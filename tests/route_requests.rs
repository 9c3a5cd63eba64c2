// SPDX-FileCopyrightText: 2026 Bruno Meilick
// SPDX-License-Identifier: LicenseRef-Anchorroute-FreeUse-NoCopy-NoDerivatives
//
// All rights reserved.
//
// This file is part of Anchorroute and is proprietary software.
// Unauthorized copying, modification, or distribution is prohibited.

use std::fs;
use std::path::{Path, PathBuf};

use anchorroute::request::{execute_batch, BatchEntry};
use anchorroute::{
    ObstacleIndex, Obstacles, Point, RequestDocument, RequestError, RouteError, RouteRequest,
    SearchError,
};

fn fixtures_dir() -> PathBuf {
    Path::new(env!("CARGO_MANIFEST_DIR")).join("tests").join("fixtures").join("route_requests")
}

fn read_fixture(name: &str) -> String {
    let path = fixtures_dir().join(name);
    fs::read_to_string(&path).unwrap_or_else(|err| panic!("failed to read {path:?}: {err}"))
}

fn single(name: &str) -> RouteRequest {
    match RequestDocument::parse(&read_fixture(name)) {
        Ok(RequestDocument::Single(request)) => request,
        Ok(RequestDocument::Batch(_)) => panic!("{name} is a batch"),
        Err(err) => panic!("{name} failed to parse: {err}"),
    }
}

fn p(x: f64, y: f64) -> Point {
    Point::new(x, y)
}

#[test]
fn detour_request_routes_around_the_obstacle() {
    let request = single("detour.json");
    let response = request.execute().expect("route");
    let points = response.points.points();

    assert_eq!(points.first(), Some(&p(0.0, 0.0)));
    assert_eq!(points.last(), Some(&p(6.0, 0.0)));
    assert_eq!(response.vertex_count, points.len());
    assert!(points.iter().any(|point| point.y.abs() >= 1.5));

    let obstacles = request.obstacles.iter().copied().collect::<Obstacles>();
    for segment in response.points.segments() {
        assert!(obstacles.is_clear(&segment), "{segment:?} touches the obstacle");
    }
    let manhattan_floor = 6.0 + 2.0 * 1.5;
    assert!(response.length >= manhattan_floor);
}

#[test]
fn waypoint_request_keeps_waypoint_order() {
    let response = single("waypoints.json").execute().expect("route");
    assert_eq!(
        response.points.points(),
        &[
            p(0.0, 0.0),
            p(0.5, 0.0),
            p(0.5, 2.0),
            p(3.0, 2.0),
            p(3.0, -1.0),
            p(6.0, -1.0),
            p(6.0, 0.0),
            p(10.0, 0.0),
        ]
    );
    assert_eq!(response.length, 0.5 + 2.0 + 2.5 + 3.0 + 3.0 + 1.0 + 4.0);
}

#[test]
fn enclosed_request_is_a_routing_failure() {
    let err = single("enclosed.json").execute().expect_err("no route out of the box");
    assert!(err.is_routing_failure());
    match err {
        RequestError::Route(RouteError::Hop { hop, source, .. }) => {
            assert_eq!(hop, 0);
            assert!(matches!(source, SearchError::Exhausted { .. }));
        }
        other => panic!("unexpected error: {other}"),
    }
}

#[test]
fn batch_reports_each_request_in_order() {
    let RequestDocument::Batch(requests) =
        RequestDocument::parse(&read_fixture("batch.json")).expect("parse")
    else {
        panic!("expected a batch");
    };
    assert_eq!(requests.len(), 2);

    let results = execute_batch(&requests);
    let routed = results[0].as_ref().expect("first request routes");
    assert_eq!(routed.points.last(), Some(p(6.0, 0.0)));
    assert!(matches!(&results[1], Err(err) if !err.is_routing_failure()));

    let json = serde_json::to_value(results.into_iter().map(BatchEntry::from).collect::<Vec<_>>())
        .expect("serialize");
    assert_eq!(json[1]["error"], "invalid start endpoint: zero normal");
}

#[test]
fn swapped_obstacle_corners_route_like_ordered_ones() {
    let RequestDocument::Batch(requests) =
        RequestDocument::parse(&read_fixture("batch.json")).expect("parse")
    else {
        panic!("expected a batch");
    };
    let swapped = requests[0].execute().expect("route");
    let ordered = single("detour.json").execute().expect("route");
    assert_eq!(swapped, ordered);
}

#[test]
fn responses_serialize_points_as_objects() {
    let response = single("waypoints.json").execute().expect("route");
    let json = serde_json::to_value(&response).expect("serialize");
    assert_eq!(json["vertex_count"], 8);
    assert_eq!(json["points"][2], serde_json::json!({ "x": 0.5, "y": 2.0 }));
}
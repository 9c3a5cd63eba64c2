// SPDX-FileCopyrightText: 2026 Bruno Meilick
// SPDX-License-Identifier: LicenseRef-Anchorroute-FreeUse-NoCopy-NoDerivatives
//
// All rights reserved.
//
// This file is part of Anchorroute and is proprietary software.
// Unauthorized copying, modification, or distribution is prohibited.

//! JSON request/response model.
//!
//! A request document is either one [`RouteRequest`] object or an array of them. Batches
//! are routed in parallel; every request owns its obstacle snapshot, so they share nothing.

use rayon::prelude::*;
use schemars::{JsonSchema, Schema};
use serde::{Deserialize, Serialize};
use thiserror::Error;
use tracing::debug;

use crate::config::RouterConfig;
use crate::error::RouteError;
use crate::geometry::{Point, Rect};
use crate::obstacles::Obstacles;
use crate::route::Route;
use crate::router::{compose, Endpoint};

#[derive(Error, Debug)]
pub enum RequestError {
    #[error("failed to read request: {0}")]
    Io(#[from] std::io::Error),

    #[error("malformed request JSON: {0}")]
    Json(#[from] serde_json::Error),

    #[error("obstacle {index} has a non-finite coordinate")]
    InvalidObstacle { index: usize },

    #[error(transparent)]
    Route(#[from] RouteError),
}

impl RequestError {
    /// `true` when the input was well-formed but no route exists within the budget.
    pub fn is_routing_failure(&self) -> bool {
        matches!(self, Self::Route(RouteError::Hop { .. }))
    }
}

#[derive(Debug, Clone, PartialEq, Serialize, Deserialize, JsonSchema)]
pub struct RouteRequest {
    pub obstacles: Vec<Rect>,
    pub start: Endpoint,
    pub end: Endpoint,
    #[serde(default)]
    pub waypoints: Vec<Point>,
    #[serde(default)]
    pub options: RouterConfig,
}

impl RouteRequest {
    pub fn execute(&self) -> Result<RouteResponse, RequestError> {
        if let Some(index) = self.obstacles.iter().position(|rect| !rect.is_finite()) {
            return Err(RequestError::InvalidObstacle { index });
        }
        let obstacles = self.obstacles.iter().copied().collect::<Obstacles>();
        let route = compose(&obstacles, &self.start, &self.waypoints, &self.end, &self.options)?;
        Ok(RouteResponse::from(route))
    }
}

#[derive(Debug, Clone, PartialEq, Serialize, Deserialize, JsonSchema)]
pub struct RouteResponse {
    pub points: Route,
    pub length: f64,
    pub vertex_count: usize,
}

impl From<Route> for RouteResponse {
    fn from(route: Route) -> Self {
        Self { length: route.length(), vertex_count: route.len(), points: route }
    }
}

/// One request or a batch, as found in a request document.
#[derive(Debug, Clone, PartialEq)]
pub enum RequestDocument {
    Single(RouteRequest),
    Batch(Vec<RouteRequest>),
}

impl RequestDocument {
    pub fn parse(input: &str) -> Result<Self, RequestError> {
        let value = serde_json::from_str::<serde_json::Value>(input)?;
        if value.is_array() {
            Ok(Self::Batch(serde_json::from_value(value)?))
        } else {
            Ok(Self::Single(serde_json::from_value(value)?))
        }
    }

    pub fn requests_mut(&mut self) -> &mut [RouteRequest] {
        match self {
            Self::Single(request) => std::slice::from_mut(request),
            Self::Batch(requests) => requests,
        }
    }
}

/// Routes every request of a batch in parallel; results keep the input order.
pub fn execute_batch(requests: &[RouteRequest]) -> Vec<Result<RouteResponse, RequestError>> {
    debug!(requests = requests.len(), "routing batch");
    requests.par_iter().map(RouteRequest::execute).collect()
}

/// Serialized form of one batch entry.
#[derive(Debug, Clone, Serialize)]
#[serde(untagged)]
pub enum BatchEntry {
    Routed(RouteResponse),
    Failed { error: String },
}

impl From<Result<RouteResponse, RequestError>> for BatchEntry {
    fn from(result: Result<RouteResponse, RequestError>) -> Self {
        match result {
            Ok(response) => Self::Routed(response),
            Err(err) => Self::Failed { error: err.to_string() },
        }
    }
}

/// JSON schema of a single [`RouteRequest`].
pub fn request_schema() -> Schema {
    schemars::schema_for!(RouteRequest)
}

- **Prompt**
Lines that contain the string "parse" should be copied from the material above.

- **Response to this exercise**
    match RequestDocument::parse(&read_fixture(name)) {
        Err(err) => panic!("{name} failed to parse: {err}"),
        RequestDocument::parse(&read_fixture("batch.json")).expect("parse")
        RequestDocument::parse(&read_fixture("batch.json")).expect("parse")
    pub fn parse(input: &str) -> Result<Self, RequestError> {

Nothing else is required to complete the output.